▶ GOAL OF THE EXERCISE
Which lines in the records below contain the word "AppResult"? Return each of them.

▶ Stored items
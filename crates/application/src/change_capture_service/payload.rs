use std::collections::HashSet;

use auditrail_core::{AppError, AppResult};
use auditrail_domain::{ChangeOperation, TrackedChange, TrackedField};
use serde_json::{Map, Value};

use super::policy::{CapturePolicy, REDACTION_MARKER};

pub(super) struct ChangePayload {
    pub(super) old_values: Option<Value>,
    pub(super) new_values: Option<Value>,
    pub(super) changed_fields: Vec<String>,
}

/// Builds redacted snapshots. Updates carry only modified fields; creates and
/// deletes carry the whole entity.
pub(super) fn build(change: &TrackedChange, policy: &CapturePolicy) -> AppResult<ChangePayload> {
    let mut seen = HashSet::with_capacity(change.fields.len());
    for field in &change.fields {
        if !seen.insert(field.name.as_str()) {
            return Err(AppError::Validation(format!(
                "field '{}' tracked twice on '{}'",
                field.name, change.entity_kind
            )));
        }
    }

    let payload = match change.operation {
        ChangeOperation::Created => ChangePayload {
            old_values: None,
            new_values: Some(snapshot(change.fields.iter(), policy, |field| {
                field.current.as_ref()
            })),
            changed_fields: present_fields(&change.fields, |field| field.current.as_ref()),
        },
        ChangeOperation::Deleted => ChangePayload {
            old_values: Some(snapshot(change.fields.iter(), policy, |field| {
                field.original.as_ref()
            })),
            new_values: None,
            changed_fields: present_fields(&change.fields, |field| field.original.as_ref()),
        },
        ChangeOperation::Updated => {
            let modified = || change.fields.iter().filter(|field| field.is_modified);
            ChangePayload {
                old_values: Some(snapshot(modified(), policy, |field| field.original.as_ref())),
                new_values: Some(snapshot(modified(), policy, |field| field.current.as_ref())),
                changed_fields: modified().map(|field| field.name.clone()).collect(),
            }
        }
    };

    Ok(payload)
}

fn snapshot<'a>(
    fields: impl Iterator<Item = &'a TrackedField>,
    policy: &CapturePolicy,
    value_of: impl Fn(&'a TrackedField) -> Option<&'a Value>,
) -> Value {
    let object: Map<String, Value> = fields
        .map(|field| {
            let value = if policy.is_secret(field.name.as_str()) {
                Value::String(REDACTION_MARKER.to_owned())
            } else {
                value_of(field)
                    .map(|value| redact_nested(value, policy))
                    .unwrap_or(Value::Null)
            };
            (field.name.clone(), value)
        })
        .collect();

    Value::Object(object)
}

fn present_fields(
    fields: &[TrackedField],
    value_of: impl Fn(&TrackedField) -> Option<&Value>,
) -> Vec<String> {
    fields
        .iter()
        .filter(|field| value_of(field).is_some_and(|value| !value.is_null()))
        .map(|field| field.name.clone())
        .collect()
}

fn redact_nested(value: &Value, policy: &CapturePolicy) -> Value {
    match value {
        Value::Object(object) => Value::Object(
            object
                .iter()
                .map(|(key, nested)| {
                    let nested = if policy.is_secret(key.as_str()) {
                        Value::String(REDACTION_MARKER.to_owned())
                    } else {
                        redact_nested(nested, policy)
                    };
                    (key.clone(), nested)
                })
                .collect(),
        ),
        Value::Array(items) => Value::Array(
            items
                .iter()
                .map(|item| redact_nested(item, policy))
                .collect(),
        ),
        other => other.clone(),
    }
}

▶ COMPLETED TASK
use auditrail_core::{AppError, AppResult};
pub(super) fn build(change: &TrackedChange, policy: &CapturePolicy) -> AppResult<ChangePayload> {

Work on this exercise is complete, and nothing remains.